Republic v. Democracy Redress
In the 1980s a number of individuals and groups in the state continued to employ the fake legal strategies that were pioneered by Posse Comitatus.
In Oregon City, this included the racist and antisemitic group Republic v. Democracy Redress, publishers of BEHOLD! They held that only white people
could be full U.S. citizens.(28)
The tactics of the newly emerging Sovereign Citizen movement had a more
general following in the state, as well. In just nine months of 1982, 15
to 20 “cases which involved combinations of harassing lawsuits and common
law liens and common law ‘signature’ liens had been filed” in the
state.(29)
Medford Citizens’ Bar Association
Two Hard Right groups, with an intertwined history, ran a politically
based tax scam in Oregon for decades: the Medford Citizen’s Bar
Association (MCBA) and the Christian Patriot Association.

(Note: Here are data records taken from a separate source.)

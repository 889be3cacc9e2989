//! Aggregation views over a snapshot
//!
//! Views are recomputed from the snapshot on every call, so they always show
//! the latest filtering. The `*_table` builders turn them into [`Table`]s for
//! the render sink, honouring the DNS and service toggles.

use crate::render::Table;
use crate::snapshot::{Snapshot, SocketUse};
use crate::socket::{ProcessOwner, Socket};
use serde::Serialize;
use std::collections::HashMap;

/// Local sockets held by one process
#[derive(Debug, Clone, PartialEq, Eq, Serialize)]
pub struct ProcessTraffic {
    pub process_name: String,
    pub count: usize,
}

/// One address with its first owner and number of connections
#[derive(Debug, Clone, Serialize)]
pub struct AddressTraffic {
    pub socket: Socket,
    pub owner: ProcessOwner,
    pub count: usize,
}

/// One connection
#[derive(Debug, Clone, Serialize)]
pub struct ConnectionRow {
    pub local: Option<Socket>,
    pub remote: Option<Socket>,
    pub owner: ProcessOwner,
}

/// Count of local sockets per process name, in first-seen order
pub fn traffic_by_process(snapshot: &Snapshot) -> Vec<ProcessTraffic> {
    let mut index: HashMap<&str, usize> = HashMap::new();
    let mut traffic: Vec<ProcessTraffic> = Vec::new();

    for (_, used) in snapshot.locals() {
        let name = used.owner.process_name.as_str();
        match index.get(name) {
            Some(&i) => traffic[i].count += 1,
            None => {
                index.insert(name, traffic.len());
                traffic.push(ProcessTraffic {
                    process_name: name.to_string(),
                    count: 1,
                });
            }
        }
    }
    traffic
}

fn address_traffic<'a>(entries: impl Iterator<Item = (&'a Socket, &'a SocketUse)>) -> Vec<AddressTraffic> {
    entries
        .map(|(socket, used)| AddressTraffic {
            socket: socket.clone(),
            owner: used.owner.clone(),
            count: used.count,
        })
        .collect()
}

/// Local addresses; a socket shared by several processes shows its first owner
pub fn traffic_by_local_address(snapshot: &Snapshot) -> Vec<AddressTraffic> {
    address_traffic(snapshot.locals().map(|(s, used)| (&s.0, used)))
}

/// Remote addresses; a peer reached by several processes shows its first owner
pub fn traffic_by_remote_address(snapshot: &Snapshot) -> Vec<AddressTraffic> {
    address_traffic(snapshot.remotes().map(|(s, used)| (&s.0, used)))
}

/// Every connection, in insertion order
pub fn all_connections(snapshot: &Snapshot) -> Vec<ConnectionRow> {
    snapshot
        .connections()
        .map(|((local, remote), owner)| ConnectionRow {
            local: local.as_ref().map(|s| s.0.clone()),
            remote: remote.as_ref().map(|s| s.0.clone()),
            owner: owner.clone(),
        })
        .collect()
}

/// Column text options
#[derive(Debug, Clone, Copy, PartialEq, Eq)]
pub struct TextOpts {
    pub resolve_dns: bool,
    pub resolve_service: bool,
}

pub fn process_table(snapshot: &Snapshot) -> Table {
    let mut table = Table::new("Traffic by process", &["PROCESS", "CONNECTIONS"]);
    for row in traffic_by_process(snapshot) {
        table.push_row(vec![row.process_name, row.count.to_string()]);
    }
    table
}

pub fn remote_address_table(snapshot: &Snapshot, opts: TextOpts) -> Table {
    let mut table = Table::new(
        "Traffic by remote address",
        &["INTERFACE", "REMOTE ADDRESS", "PORT", "PROTOCOL", "CONNECTIONS"],
    );
    for row in traffic_by_remote_address(snapshot) {
        table.push_row(vec![
            row.owner.interface_name.unwrap_or_default(),
            row.socket.host_text(opts.resolve_dns),
            row.socket.port_text(opts.resolve_service),
            row.socket.protocol.to_string(),
            row.count.to_string(),
        ]);
    }
    table
}

pub fn local_address_table(snapshot: &Snapshot, opts: TextOpts) -> Table {
    let mut table = Table::new(
        "Traffic by local address",
        &["LOCAL ADDRESS", "PORT", "PROTOCOL", "CONNECTIONS"],
    );
    for row in traffic_by_local_address(snapshot) {
        table.push_row(vec![
            row.socket.host_text(opts.resolve_dns),
            row.socket.port_text(opts.resolve_service),
            row.socket.protocol.to_string(),
            row.count.to_string(),
        ]);
    }
    table
}

pub fn connections_table(snapshot: &Snapshot, opts: TextOpts) -> Table {
    let mut table = Table::new(
        "TCP/UDP connections",
        &[
            "PROCESS",
            "LOCAL ADDRESS",
            "PORT",
            "REMOTE ADDRESS",
            "PORT",
            "PROTOCOL",
            "INTERFACE",
        ],
    );
    for row in all_connections(snapshot) {
        let host = |s: &Option<Socket>| s.as_ref().map(|s| s.host_text(opts.resolve_dns)).unwrap_or_default();
        let port = |s: &Option<Socket>| s.as_ref().map(|s| s.port_text(opts.resolve_service)).unwrap_or_default();
        let protocol = row
            .local
            .as_ref()
            .or(row.remote.as_ref())
            .map(|s| s.protocol.to_string())
            .unwrap_or_default();

        table.push_row(vec![
            row.owner.process_name.clone(),
            host(&row.local),
            port(&row.local),
            host(&row.remote),
            port(&row.remote),
            protocol,
            row.owner.interface_name.clone().unwrap_or_default(),
        ]);
    }
    table
}

#[cfg(test)]
mod tests {
    use super::*;
    use crate::connections::ConnectionState;
    use crate::snapshot::tests::{loader, local, process, record, remote};
    use crate::socket::Protocol;

    fn opts(resolve: bool) -> TextOpts {
        TextOpts {
            resolve_dns: resolve,
            resolve_service: resolve,
        }
    }

    #[test]
    fn test_same_name_processes_are_merged() {
        let loader = loader(
            vec![process(1, "curl"), process(2, "curl")],
            vec![
                record(Some(1), Some("10.0.0.1:443"), None, ConnectionState::Listen),
                record(Some(2), Some("10.0.0.1:80"), None, ConnectionState::Listen),
            ],
        );
        let snapshot = loader.load().unwrap();
        assert_eq!(
            traffic_by_process(&snapshot),
            vec![ProcessTraffic {
                process_name: "curl".to_string(),
                count: 2
            }]
        );
    }

    #[test]
    fn test_process_order_is_first_seen() {
        let loader = loader(
            vec![process(1, "sshd"), process(2, "curl")],
            vec![
                record(Some(2), Some("10.0.0.5:40000"), Some("1.1.1.1:443"), ConnectionState::Established),
                record(Some(1), Some("0.0.0.0:22"), None, ConnectionState::Listen),
                record(Some(2), Some("10.0.0.5:40001"), Some("1.1.1.1:443"), ConnectionState::Established),
            ],
        );
        let names: Vec<_> = traffic_by_process(&loader.load().unwrap())
            .into_iter()
            .map(|t| (t.process_name, t.count))
            .collect();
        assert_eq!(names, vec![("curl".to_string(), 2), ("sshd".to_string(), 1)]);
    }

    #[test]
    fn test_shared_local_address_counts_every_connection() {
        let l1 = local("10.0.0.5:8080", Protocol::Tcp);
        let mut snapshot = Snapshot::new();
        snapshot.insert(Some(l1.clone()), Some(remote("1.1.1.1:5000")), ProcessOwner::new("p1"));
        snapshot.insert(Some(l1), Some(remote("2.2.2.2:5000")), ProcessOwner::new("p2"));

        let traffic = traffic_by_local_address(&snapshot);
        assert_eq!(traffic.len(), 1);
        assert_eq!(traffic[0].count, 2);
        assert_eq!(traffic[0].owner.process_name, "p1");
    }

    #[test]
    fn test_views_follow_filtering() {
        let loader = loader(
            vec![process(1, "curl"), process(2, "sshd")],
            vec![
                record(Some(1), Some("10.0.0.5:40000"), Some("93.184.216.34:443"), ConnectionState::Established),
                record(Some(2), Some("0.0.0.0:22"), None, ConnectionState::Listen),
            ],
        );
        let mut snapshot = loader.load().unwrap();
        assert_eq!(all_connections(&snapshot).len(), 2);

        snapshot.filter_by_regex(&regex::Regex::new("sshd").unwrap());
        let rows = all_connections(&snapshot);
        assert_eq!(rows.len(), 1);
        assert_eq!(rows[0].owner.process_name, "sshd");
        assert!(rows[0].remote.is_none());
        assert!(traffic_by_remote_address(&snapshot).is_empty());
    }

    #[test]
    fn test_tables_honour_toggles() {
        let mut snapshot = Snapshot::new();
        let mut peer = remote("93.184.216.34:443");
        peer.0.hostname = Some("example.com".to_string());
        peer.0.service = Some("https".to_string());
        snapshot.insert(
            Some(local("10.0.0.5:40000", Protocol::Tcp)),
            Some(peer),
            ProcessOwner::new("curl").with_interface(Some("wlan0".to_string())),
        );

        let resolved = remote_address_table(&snapshot, opts(true));
        assert_eq!(resolved.rows[0], vec!["wlan0", "example.com", "https", "TCP", "1"]);

        let raw = remote_address_table(&snapshot, opts(false));
        assert_eq!(raw.rows[0], vec!["wlan0", "93.184.216.34", "443", "TCP", "1"]);

        let list = connections_table(&snapshot, opts(false));
        assert_eq!(list.headers.len(), list.rows[0].len());
        assert_eq!(
            list.rows[0],
            vec!["curl", "10.0.0.5", "40000", "93.184.216.34", "443", "TCP", "wlan0"]
        );
    }

    #[test]
    fn test_listener_row_has_empty_remote_columns() {
        let mut snapshot = Snapshot::new();
        snapshot.insert(Some(local("0.0.0.0:22", Protocol::Tcp)), None, ProcessOwner::new("sshd"));

        let list = connections_table(&snapshot, opts(true));
        assert_eq!(list.rows[0], vec!["sshd", "0.0.0.0", "22", "", "", "TCP", ""]);
        assert_eq!(process_table(&snapshot).rows, vec![vec!["sshd".to_string(), "1".to_string()]]);
        assert_eq!(local_address_table(&snapshot, opts(true)).rows.len(), 1);
    }
}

The MCBA
published a paper called the CBA Bulletin, which promoted fake legal,
racist, and antisemitic writings.(30) The group also ran a warehouse
bank—an illegal private service which provided checking services to
members while hiding its paperwork from the IRS, thereby enabling tax
evasion. (Opposition to the federal income tax has long been a popular
issue on the Hard Right, and the right-wing tax protest movement was one
of the currents that fed into Posse Comitatus.) The bank was raided by the government in 1985. Several members were convicted in 1990, although one,
Art Hollowell, fled.(31) (He was caught and sentenced in 1996; in 2010 he reappeared in Patriot circles.)(32)
By 1994 the MCBA’s periodical had changed its name to The American’s
Bulletin, and was run by Robert Kelly.(33) Two years later, the group
itself was reported to be defunct, although the periodical continued under Kelly’s editorship.(34) The American’s Bulletin defended the militia
movement, and in the late 1990s was a leading promoter of the “redemption movement”—a Sovereign Citizen financial scheme to defraud banks.(35) The American’s Bulletin is still published today out of Central Point, Oregon,
just outside of Medford, and in early 2016 ran Sovereign Citizen articles defending the Hammond family in Burns.(36)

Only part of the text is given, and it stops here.